吹く風ネット

vs.何か

2003年2月9日の日記です。

1,
 昨日、日記を書いた後で、週刊文春に載っていた『八方クロス』というパズルをやっていた。
 解き終えたのは午前2時頃だった。それからすぐに布団に潜り込んだ。
 ところが、なかなか寝付けない。仰向けになってみたり、横になってみたり、いろいろ体勢を変えてみるが、目は冴えていくばかりだった。

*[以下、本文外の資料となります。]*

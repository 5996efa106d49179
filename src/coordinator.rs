//! # Monitoring Cycle and Periodic Driver
//!
//! [`Coordinator`] runs one monitoring cycle: pull a sample, feed the
//! adaptation state machine, broadcast on a freshly armed cycle, and close the
//! cycle with feedback on the following sample.
//!
//! ```text
//! tick N    sample ──> Stable ──trigger──> Adapting ──> broadcast (baseline = sample)
//! tick N+1  sample ──> Adapting ──> feedback(baseline, sample) ──> Stable
//! ```
//!
//! [`Driver`] fires cycles on a fixed interval. Cycles never overlap: a tick
//! that arrives while a cycle is in flight is skipped and logged, never
//! queued. A cycle that fails or panics is logged and the driver carries on
//! with the next tick.

use std::future::Future;
use std::sync::atomic::{AtomicUsize, Ordering};
use std::sync::Arc;
use std::time::{Duration, SystemTime, UNIX_EPOCH};

use anyhow::{Context, Result};
use tokio::sync::Mutex;
use tokio::task::{JoinError, JoinHandle};
use tokio::time::{self, MissedTickBehavior};
use tracing::{debug, info, warn};

use crate::adaptation::{AdaptationDecision, AdaptationEvaluator, ControllerState, Transition};
use crate::auth::TrustedPeerSet;
use crate::broadcast::{Broadcaster, DeliveryReport};
use crate::config::CoordinatorConfig;
use crate::feedback::{FeedbackMonitor, ImprovementReport};
use crate::identity::ControllerId;
use crate::messages::PolicyUpdate;
use crate::metrics::{MetricsSample, MetricsSource};
use crate::protocols::Transport;

/// Milliseconds since the Unix epoch, for update timestamps.
#[inline]
pub(crate) fn now_ms() -> u64 {
    SystemTime::now()
        .duration_since(UNIX_EPOCH)
        .unwrap_or_default()
        .as_millis() as u64
}

/// What one monitoring cycle did.
#[derive(Clone, Debug, PartialEq)]
pub enum CycleOutcome {
    /// Nothing breached; no cycle in flight.
    Stable { sample: MetricsSample },
    /// A new adaptation cycle started and its update was broadcast.
    Adapted {
        sample: MetricsSample,
        decision: AdaptationDecision,
        seqno: u64,
        report: DeliveryReport,
    },
    /// The in-flight cycle observed its feedback and closed.
    FeedbackObserved {
        sample: MetricsSample,
        improvement: ImprovementReport,
        /// Triggers folded into the closed cycle instead of starting new ones.
        coalesced: u32,
    },
}

pub struct Coordinator<M: MetricsSource, T: Transport> {
    local: ControllerId,
    trusted: TrustedPeerSet,
    source: M,
    evaluator: AdaptationEvaluator,
    broadcaster: Broadcaster<T>,
    monitor: FeedbackMonitor,
    baseline: Option<MetricsSample>,
    seqno: u64,
}

impl<M: MetricsSource, T: Transport> Coordinator<M, T> {
    pub fn new(
        local: ControllerId,
        trusted: TrustedPeerSet,
        config: &CoordinatorConfig,
        source: M,
        broadcaster: Broadcaster<T>,
    ) -> Self {
        Self {
            local,
            trusted,
            source,
            evaluator: AdaptationEvaluator::from_config(config),
            broadcaster,
            monitor: FeedbackMonitor::new(config.improvement_tolerance),
            baseline: None,
            seqno: 0,
        }
    }

    pub fn state(&self) -> ControllerState {
        self.evaluator.state()
    }

    pub fn local(&self) -> &ControllerId {
        &self.local
    }

    /// Number of policy updates issued so far.
    pub fn issued(&self) -> u64 {
        self.seqno
    }

    pub async fn run_cycle(&mut self) -> Result<CycleOutcome> {
        let sample = self
            .source
            .next_sample()
            .await
            .context("metrics source failed")?;
        debug!(
            traffic = sample.traffic_volume(),
            delay = sample.delay(),
            congestion = sample.congestion_alert(),
            "metrics sample"
        );

        if let Some(baseline) = self.baseline.take() {
            // Any trigger in this sample belongs to the cycle being closed.
            self.evaluator.on_sample(&sample);
            let coalesced = self.evaluator.complete_cycle();
            let improvement = self.monitor.observe(&baseline, &sample);
            info!(
                improved = improvement.improved,
                traffic_delta = format!("{:+.2}", improvement.traffic_volume.delta),
                delay_delta = format!("{:+.2}", improvement.delay.delta),
                coalesced,
                "adaptation feedback observed"
            );
            return Ok(CycleOutcome::FeedbackObserved {
                sample,
                improvement,
                coalesced,
            });
        }

        let decision = match self.evaluator.on_sample(&sample) {
            Transition::Armed(decision) => decision,
            Transition::Idle | Transition::Coalesced(_) => {
                return Ok(CycleOutcome::Stable { sample });
            }
        };

        self.seqno += 1;
        let update = PolicyUpdate::for_adaptation(
            self.seqno,
            self.local.clone(),
            now_ms(),
            decision.reasons(),
            sample,
        );
        info!(seqno = self.seqno, reasons = ?decision.reasons(), "adaptation triggered");

        let report = match self
            .broadcaster
            .broadcast(&self.local, &update, &self.trusted)
            .await
        {
            Ok(report) => report,
            Err(e) => {
                self.evaluator.complete_cycle();
                return Err(e);
            }
        };
        info!(
            seqno = self.seqno,
            delivered = report.delivered(),
            unreachable = report.unreachable(),
            untrusted = report.untrusted(),
            "policy update disseminated"
        );

        self.baseline = Some(sample);
        Ok(CycleOutcome::Adapted {
            sample,
            decision,
            seqno: self.seqno,
            report,
        })
    }
}

/// Counters collected over one [`Driver::run`].
#[derive(Clone, Debug, Default, PartialEq, Eq)]
pub struct DriverStats {
    pub ticks: u64,
    pub cycles_started: u64,
    pub cycles_completed: u64,
    pub cycles_failed: u64,
    pub ticks_skipped: u64,
    /// Highest number of cycles ever running at once.
    pub max_concurrent_cycles: usize,
}

type CycleHandle = JoinHandle<Result<CycleOutcome>>;

/// Marks one cycle as running until dropped, including on panic or abort.
struct RunningCycle {
    active: Arc<AtomicUsize>,
}

impl RunningCycle {
    fn enter(active: Arc<AtomicUsize>, max_active: &AtomicUsize) -> Self {
        let running = active.fetch_add(1, Ordering::SeqCst) + 1;
        max_active.fetch_max(running, Ordering::SeqCst);
        Self { active }
    }
}

impl Drop for RunningCycle {
    fn drop(&mut self) {
        self.active.fetch_sub(1, Ordering::SeqCst);
    }
}

async fn join_in_flight(slot: &mut Option<CycleHandle>) -> Result<Result<CycleOutcome>, JoinError> {
    match slot.as_mut() {
        Some(handle) => handle.await,
        None => std::future::pending().await,
    }
}

pub struct Driver<M: MetricsSource, T: Transport> {
    coordinator: Arc<Mutex<Coordinator<M, T>>>,
    interval: Duration,
    active: Arc<AtomicUsize>,
    max_active: Arc<AtomicUsize>,
}

impl<M: MetricsSource, T: Transport> Driver<M, T> {
    pub fn new(coordinator: Coordinator<M, T>, interval: Duration) -> Self {
        Self {
            coordinator: Arc::new(Mutex::new(coordinator)),
            interval,
            active: Arc::new(AtomicUsize::new(0)),
            max_active: Arc::new(AtomicUsize::new(0)),
        }
    }

    pub fn coordinator(&self) -> Arc<Mutex<Coordinator<M, T>>> {
        self.coordinator.clone()
    }

    /// Tick until `shutdown` resolves. An in-flight cycle is aborted on
    /// shutdown; there is no state to flush.
    pub async fn run<F>(&self, shutdown: F) -> DriverStats
    where
        F: Future<Output = ()>,
    {
        let mut stats = DriverStats::default();
        let mut interval = time::interval(self.interval);
        interval.set_missed_tick_behavior(MissedTickBehavior::Skip);
        let mut in_flight: Option<CycleHandle> = None;
        tokio::pin!(shutdown);

        info!(interval_ms = self.interval.as_millis() as u64, "monitoring loop started");
        loop {
            tokio::select! {
                biased;

                _ = &mut shutdown => {
                    info!("shutdown requested, stopping monitoring loop");
                    break;
                }
                // Reap before ticking so a cycle that just finished does not
                // cost the tick firing alongside it.
                joined = join_in_flight(&mut in_flight), if in_flight.is_some() => {
                    in_flight = None;
                    Self::reap(joined, &mut stats);
                }
                _ = interval.tick() => {
                    stats.ticks += 1;
                    if in_flight.is_some() {
                        stats.ticks_skipped += 1;
                        warn!(tick = stats.ticks, "previous cycle still running, skipping tick");
                        continue;
                    }
                    in_flight = Some(self.spawn_cycle());
                    stats.cycles_started += 1;
                }
            }
        }

        if let Some(handle) = in_flight.take() {
            handle.abort();
            debug!("aborted in-flight cycle");
        }
        stats.max_concurrent_cycles = self.max_active.load(Ordering::SeqCst);
        stats
    }

    fn spawn_cycle(&self) -> CycleHandle {
        let coordinator = self.coordinator.clone();
        let active = self.active.clone();
        let max_active = self.max_active.clone();
        tokio::spawn(async move {
            let _running = RunningCycle::enter(active, &max_active);
            coordinator.lock().await.run_cycle().await
        })
    }

    fn reap(joined: Result<Result<CycleOutcome>, JoinError>, stats: &mut DriverStats) {
        match joined {
            Ok(Ok(outcome)) => {
                stats.cycles_completed += 1;
                debug!(outcome = ?outcome, "cycle completed");
            }
            Ok(Err(e)) => {
                stats.cycles_failed += 1;
                warn!(error = format!("{e:#}"), "monitoring cycle failed");
            }
            Err(e) => {
                stats.cycles_failed += 1;
                warn!(error = %e, "monitoring cycle panicked");
            }
        }
    }
}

 前に、寝付けない時に般若心経を唱えたら、快い眠りに落ちたことがある。それを思い出して、般若心経を唱えてみた。そのお経が何かを呼んだ。
 一瞬、場が変わったような気がした。部屋の中で「バシッ!」という音がする。
『もしかして、これはラップ音か?』
 そう思った時だった。急に体の力が抜け、何かが迫ってくる感じがした。途端、敷布団の感触が背中からなくなった。
 体がフワフワして、だんだん上に登っていく。
『このままいくと天井に当たってしまう。もうだめだ!』
 と思ったら、今度は下に降り始めた。だんだん体が降りていって、布団の感触が背中に戻ってきた。
『今のは何だったんだろう?』
 しばらく考えてみたが、結論は出なかった。

2,
 数分が経った。
 またラップ音がして、何かが迫ってきた。布団の感触がなくなり、体が宙に浮いた。そしてまた元に戻った。

3,
 その繰り返しだった。
 5度ほどその状態になった時、ついにぼくは頭に来て、
「いいかげんにしろ!お前たちの相手をするほど、おれは暇じゃない!」
 と声にならない声で怒鳴った。

 その途端、場が元に戻った。
 窓の外から、バイクが遠ざかっていく音が聞こえた。おそらく、新聞を配達するバイクだろう。
「いったい何時なんだ?」
 と時計を見ると、すでに4時半を回っていた。
 その頃には、早く寝ようという気持ちも萎えていたが、先ほどの体験で疲れたのか、いつの間にか眠ってしまっていた。

4,
 朝になった。
 眠気はないものの、頭の芯が痛い。もしかしたら、あの『何か』が頭の中に入り込んだのかも知れない。
 朝からこんな調子だと、一日が面白くない。
 結局、今日は一日頭痛に悩まされた。お客さんの相手をするのも億劫だった。
「早く帰って寝たい」
 頭の中はそれしかなかった。

5,
『何か』とは何だったんだろう。
 人の体を浮かび上がらせる妖力の持ち主。妖怪か、はたまた霊か。

 霊なら思い当たる節がある。
 以前、この部屋で寝ていた時に、金縛りにあったことがある。ぼくの枕元には、黄色い袈裟を身にまとったミイラ顔の坊さんがいた。もしかしたらあいつか。
 あの時は、ぼくの般若心経が勝っていたのか、サッと消えていった。ということは、夜中のはリベンジか。

 もしかしたら、今日また一戦交えることになるかもしれない。そしてもし、明日の日記が更新されていなかったら、ぼくが負けたということだ。ぼくは霊界あたりに飛ばされているのだろう。
 万が一そうなったら、この日記を恐怖新聞に投稿することにします。